▶ _WHAT YOU WILL DO_:
The records shown below are to be repeated exactly and completely.

▶ _THE RECORDS_:
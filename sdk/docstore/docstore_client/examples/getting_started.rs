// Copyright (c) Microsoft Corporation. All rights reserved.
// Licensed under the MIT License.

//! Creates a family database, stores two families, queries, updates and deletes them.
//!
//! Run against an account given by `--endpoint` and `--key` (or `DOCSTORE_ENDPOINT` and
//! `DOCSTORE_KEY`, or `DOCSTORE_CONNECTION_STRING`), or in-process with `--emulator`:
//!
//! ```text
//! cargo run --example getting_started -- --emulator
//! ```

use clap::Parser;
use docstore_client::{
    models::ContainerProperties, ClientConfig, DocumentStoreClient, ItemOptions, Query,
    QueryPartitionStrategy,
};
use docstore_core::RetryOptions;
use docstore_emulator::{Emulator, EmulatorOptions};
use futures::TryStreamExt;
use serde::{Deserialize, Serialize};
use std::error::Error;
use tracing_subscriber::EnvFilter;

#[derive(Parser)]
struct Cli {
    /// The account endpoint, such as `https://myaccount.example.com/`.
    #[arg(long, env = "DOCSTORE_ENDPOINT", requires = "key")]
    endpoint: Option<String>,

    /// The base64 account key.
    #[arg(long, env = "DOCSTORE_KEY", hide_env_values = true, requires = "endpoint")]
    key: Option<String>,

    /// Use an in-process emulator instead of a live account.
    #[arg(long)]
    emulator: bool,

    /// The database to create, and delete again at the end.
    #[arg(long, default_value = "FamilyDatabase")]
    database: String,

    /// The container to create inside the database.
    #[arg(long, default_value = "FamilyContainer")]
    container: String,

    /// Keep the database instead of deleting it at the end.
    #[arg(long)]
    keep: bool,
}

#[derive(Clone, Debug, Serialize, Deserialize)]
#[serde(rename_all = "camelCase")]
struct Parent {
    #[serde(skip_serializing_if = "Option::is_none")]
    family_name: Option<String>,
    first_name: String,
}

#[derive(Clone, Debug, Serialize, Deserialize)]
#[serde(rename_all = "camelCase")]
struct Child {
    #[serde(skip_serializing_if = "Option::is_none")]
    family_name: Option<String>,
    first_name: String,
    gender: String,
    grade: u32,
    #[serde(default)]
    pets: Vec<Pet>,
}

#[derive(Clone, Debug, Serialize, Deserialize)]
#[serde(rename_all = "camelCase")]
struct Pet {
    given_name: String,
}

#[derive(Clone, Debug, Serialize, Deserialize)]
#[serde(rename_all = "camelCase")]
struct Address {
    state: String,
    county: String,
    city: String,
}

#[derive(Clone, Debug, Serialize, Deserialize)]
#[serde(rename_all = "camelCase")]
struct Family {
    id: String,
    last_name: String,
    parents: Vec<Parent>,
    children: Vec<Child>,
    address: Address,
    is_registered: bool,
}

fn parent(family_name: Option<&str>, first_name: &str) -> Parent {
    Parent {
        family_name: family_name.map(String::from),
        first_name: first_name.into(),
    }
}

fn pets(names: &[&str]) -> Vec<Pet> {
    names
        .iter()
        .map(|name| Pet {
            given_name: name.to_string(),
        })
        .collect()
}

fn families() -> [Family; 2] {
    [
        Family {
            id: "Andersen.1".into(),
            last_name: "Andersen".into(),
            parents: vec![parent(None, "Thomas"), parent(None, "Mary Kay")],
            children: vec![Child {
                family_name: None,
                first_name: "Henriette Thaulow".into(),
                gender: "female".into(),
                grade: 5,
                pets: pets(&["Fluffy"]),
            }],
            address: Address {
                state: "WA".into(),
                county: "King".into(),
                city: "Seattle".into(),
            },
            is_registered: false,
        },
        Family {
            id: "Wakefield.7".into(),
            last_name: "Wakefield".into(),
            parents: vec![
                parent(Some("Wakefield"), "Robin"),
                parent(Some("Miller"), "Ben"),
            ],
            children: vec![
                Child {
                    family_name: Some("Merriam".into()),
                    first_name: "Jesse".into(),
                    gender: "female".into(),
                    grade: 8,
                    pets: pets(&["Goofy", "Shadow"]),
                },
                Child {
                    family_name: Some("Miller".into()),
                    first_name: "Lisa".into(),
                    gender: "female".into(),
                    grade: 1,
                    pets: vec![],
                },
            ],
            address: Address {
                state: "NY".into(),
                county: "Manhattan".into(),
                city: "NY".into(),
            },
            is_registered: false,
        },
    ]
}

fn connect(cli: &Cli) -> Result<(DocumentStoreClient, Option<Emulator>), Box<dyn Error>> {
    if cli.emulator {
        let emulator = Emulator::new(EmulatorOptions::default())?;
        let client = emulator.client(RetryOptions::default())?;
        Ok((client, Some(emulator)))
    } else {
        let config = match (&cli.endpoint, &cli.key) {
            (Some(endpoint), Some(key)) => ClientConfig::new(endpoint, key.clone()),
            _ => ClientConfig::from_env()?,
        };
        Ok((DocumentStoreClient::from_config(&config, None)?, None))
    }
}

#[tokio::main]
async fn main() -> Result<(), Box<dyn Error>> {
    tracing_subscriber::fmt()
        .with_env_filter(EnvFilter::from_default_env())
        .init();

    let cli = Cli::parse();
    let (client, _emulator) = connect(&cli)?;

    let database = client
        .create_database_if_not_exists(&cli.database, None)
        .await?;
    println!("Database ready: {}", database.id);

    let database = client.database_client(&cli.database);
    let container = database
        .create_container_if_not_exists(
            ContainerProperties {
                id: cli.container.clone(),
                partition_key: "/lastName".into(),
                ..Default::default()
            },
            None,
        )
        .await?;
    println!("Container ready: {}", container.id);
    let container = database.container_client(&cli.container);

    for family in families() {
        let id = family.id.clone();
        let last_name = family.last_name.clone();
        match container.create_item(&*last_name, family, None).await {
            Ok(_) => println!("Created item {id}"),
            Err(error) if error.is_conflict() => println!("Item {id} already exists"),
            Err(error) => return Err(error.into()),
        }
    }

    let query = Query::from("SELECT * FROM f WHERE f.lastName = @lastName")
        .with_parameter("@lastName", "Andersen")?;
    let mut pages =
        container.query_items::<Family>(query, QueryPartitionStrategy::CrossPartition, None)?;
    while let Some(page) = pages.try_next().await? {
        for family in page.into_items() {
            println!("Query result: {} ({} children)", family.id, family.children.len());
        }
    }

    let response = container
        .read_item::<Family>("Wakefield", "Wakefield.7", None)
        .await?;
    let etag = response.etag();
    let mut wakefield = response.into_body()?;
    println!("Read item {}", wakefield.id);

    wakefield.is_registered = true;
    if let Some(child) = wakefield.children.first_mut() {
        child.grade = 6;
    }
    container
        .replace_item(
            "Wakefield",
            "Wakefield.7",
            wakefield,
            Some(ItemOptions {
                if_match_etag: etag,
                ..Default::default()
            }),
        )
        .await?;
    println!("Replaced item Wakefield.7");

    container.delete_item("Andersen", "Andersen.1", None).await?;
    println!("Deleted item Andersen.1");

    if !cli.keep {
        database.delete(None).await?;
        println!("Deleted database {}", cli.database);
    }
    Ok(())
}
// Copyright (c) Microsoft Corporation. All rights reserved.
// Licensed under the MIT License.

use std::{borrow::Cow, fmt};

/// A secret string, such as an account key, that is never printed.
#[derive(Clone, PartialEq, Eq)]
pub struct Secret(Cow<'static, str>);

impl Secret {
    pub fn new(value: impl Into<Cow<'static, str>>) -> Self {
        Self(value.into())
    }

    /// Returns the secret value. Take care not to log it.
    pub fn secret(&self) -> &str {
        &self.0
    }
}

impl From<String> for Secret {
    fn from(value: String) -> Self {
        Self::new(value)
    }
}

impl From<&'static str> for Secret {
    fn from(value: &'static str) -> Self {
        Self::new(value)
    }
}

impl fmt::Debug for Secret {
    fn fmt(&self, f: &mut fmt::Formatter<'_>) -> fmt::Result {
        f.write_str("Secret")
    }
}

▶ _OUTPUT OF THE TASK_:
filename sdk/docstore/docstore_client/examples/getting_started.rs
// Copyright (c) Microsoft Corporation. All rights reserved.
// Licensed under the MIT License.

//! Creates a family database, stores two families, queries, updates and deletes them.
//!
//! Run against an account given by `--endpoint` and `--key` (or `DOCSTORE_ENDPOINT` and
//! `DOCSTORE_KEY`, or `DOCSTORE_CONNECTION_STRING`), or in-process with `--emulator`:
//!
//! ```text
//! cargo run --example getting_started -- --emulator
//! ```

use clap::Parser;
use docstore_client::{
    models::ContainerProperties, ClientConfig, DocumentStoreClient, ItemOptions, Query,
    QueryPartitionStrategy,
};
use docstore_core::RetryOptions;
use docstore_emulator::{Emulator, EmulatorOptions};
use futures::TryStreamExt;
use serde::{Deserialize, Serialize};
use std::error::Error;
use tracing_subscriber::EnvFilter;

#[derive(Parser)]
struct Cli {
    /// The account endpoint, such as `https://myaccount.example.com/`.
    #[arg(long, env = "DOCSTORE_ENDPOINT", requires = "key")]
    endpoint: Option<String>,

    /// The base64 account key.
    #[arg(long, env = "DOCSTORE_KEY", hide_env_values = true, requires = "endpoint")]
    key: Option<String>,

    /// Use an in-process emulator instead of a live account.
    #[arg(long)]
    emulator: bool,

    /// The database to create, and delete again at the end.
    #[arg(long, default_value = "FamilyDatabase")]
    database: String,

    /// The container to create inside the database.
    #[arg(long, default_value = "FamilyContainer")]
    container: String,

    /// Keep the database instead of deleting it at the end.
    #[arg(long)]
    keep: bool,
}

#[derive(Clone, Debug, Serialize, Deserialize)]
#[serde(rename_all = "camelCase")]
struct Parent {
    #[serde(skip_serializing_if = "Option::is_none")]
    family_name: Option<String>,
    first_name: String,
}

#[derive(Clone, Debug, Serialize, Deserialize)]
#[serde(rename_all = "camelCase")]
struct Child {
    #[serde(skip_serializing_if = "Option::is_none")]
    family_name: Option<String>,
    first_name: String,
    gender: String,
    grade: u32,
    #[serde(default)]
    pets: Vec<Pet>,
}

#[derive(Clone, Debug, Serialize, Deserialize)]
#[serde(rename_all = "camelCase")]
struct Pet {
    given_name: String,
}

#[derive(Clone, Debug, Serialize, Deserialize)]
#[serde(rename_all = "camelCase")]
struct Address {
    state: String,
    county: String,
    city: String,
}

#[derive(Clone, Debug, Serialize, Deserialize)]
#[serde(rename_all = "camelCase")]
struct Family {
    id: String,
    last_name: String,
    parents: Vec<Parent>,
    children: Vec<Child>,
    address: Address,
    is_registered: bool,
}

fn parent(family_name: Option<&str>, first_name: &str) -> Parent {
    Parent {
        family_name: family_name.map(String::from),
        first_name: first_name.into(),
    }
}

fn pets(names: &[&str]) -> Vec<Pet> {
    names
        .iter()
        .map(|name| Pet {
            given_name: name.to_string(),
        })
        .collect()
}

fn families() -> [Family; 2] {
    [
        Family {
            id: "Andersen.1".into(),
            last_name: "Andersen".into(),
            parents: vec![parent(None, "Thomas"), parent(None, "Mary Kay")],
            children: vec![Child {
                family_name: None,
                first_name: "Henriette Thaulow".into(),
                gender: "female".into(),
                grade: 5,
                pets: pets(&["Fluffy"]),
            }],
            address: Address {
                state: "WA".into(),
                county: "King".into(),
                city: "Seattle".into(),
            },
            is_registered: false,
        },
        Family {
            id: "Wakefield.7".into(),
            last_name: "Wakefield".into(),
            parents: vec![
                parent(Some("Wakefield"), "Robin"),
                parent(Some("Miller"), "Ben"),
            ],
            children: vec![
                Child {
                    family_name: Some("Merriam".into()),
                    first_name: "Jesse".into(),
                    gender: "female".into(),
                    grade: 8,
                    pets: pets(&["Goofy", "Shadow"]),
                },
                Child {
                    family_name: Some("Miller".into()),
                    first_name: "Lisa".into(),
                    gender: "female".into(),
                    grade: 1,
                    pets: vec![],
                },
            ],
            address: Address {
                state: "NY".into(),
                county: "Manhattan".into(),
                city: "NY".into(),
            },
            is_registered: false,
        },
    ]
}

fn connect(cli: &Cli) -> Result<(DocumentStoreClient, Option<Emulator>), Box<dyn Error>> {
    if cli.emulator {
        let emulator = Emulator::new(EmulatorOptions::default())?;
        let client = emulator.client(RetryOptions::default())?;
        Ok((client, Some(emulator)))
    } else {
        let config = match (&cli.endpoint, &cli.key) {
            (Some(endpoint), Some(key)) => ClientConfig::new(endpoint, key.clone()),
            _ => ClientConfig::from_env()?,
        };
        Ok((DocumentStoreClient::from_config(&config, None)?, None))
    }
}

#[tokio::main]
async fn main() -> Result<(), Box<dyn Error>> {
    tracing_subscriber::fmt()
        .with_env_filter(EnvFilter::from_default_env())
        .init();

    let cli = Cli::parse();
    let (client, _emulator) = connect(&cli)?;

    let database = client
        .create_database_if_not_exists(&cli.database, None)
        .await?;
    println!("Database ready: {}", database.id);

    let database = client.database_client(&cli.database);
    let container = database
        .create_container_if_not_exists(
            ContainerProperties {
                id: cli.container.clone(),
                partition_key: "/lastName".into(),
                ..Default::default()
            },
            None,
        )
        .await?;
    println!("Container ready: {}", container.id);
    let container = database.container_client(&cli.container);

    for family in families() {
        let id = family.id.clone();
        let last_name = family.last_name.clone();
        match container.create_item(&*last_name, family, None).await {
            Ok(_) => println!("Created item {id}"),
            Err(error) if error.is_conflict() => println!("Item {id} already exists"),
            Err(error) => return Err(error.into()),
        }
    }

    let query = Query::from("SELECT * FROM f WHERE f.lastName = @lastName")
        .with_parameter("@lastName", "Andersen")?;
    let mut pages =
        container.query_items::<Family>(query, QueryPartitionStrategy::CrossPartition, None)?;
    while let Some(page) = pages.try_next().await? {
        for family in page.into_items() {
            println!("Query result: {} ({} children)", family.id, family.children.len());
        }
    }

    let response = container
        .read_item::<Family>("Wakefield", "Wakefield.7", None)
        .await?;
    let etag = response.etag();
    let mut wakefield = response.into_body()?;
    println!("Read item {}", wakefield.id);

    wakefield.is_registered = true;
    if let Some(child) = wakefield.children.first_mut() {
        child.grade = 6;
    }
    container
        .replace_item(
            "Wakefield",
            "Wakefield.7",
            wakefield,
            Some(ItemOptions {
                if_match_etag: etag,
                ..Default::default()
            }),
        )
        .await?;
    println!("Replaced item Wakefield.7");

    container.delete_item("Andersen", "Andersen.1", None).await?;
    println!("Deleted item Andersen.1");

    if !cli.keep {
        database.delete(None).await?;
        println!("Deleted database {}", cli.database);
    }
    Ok(())
}
// Copyright (c) Microsoft Corporation. All rights reserved.
// Licensed under the MIT License.

use std::{borrow::Cow, fmt};

/// A secret string, such as an account key, that is never printed.
#[derive(Clone, PartialEq, Eq)]
pub struct Secret(Cow<'static, str>);

impl Secret {
    pub fn new(value: impl Into<Cow<'static, str>>) -> Self {
        Self(value.into())
    }

    /// Returns the secret value. Take care not to log it.
    pub fn secret(&self) -> &str {
        &self.0
    }
}

impl From<String> for Secret {
    fn from(value: String) -> Self {
        Self::new(value)
    }
}

impl From<&'static str> for Secret {
    fn from(value: &'static str) -> Self {
        Self::new(value)
    }
}

impl fmt::Debug for Secret {
    fn fmt(&self, f: &mut fmt::Formatter<'_>) -> fmt::Result {
        f.write_str("Secret")
    }
}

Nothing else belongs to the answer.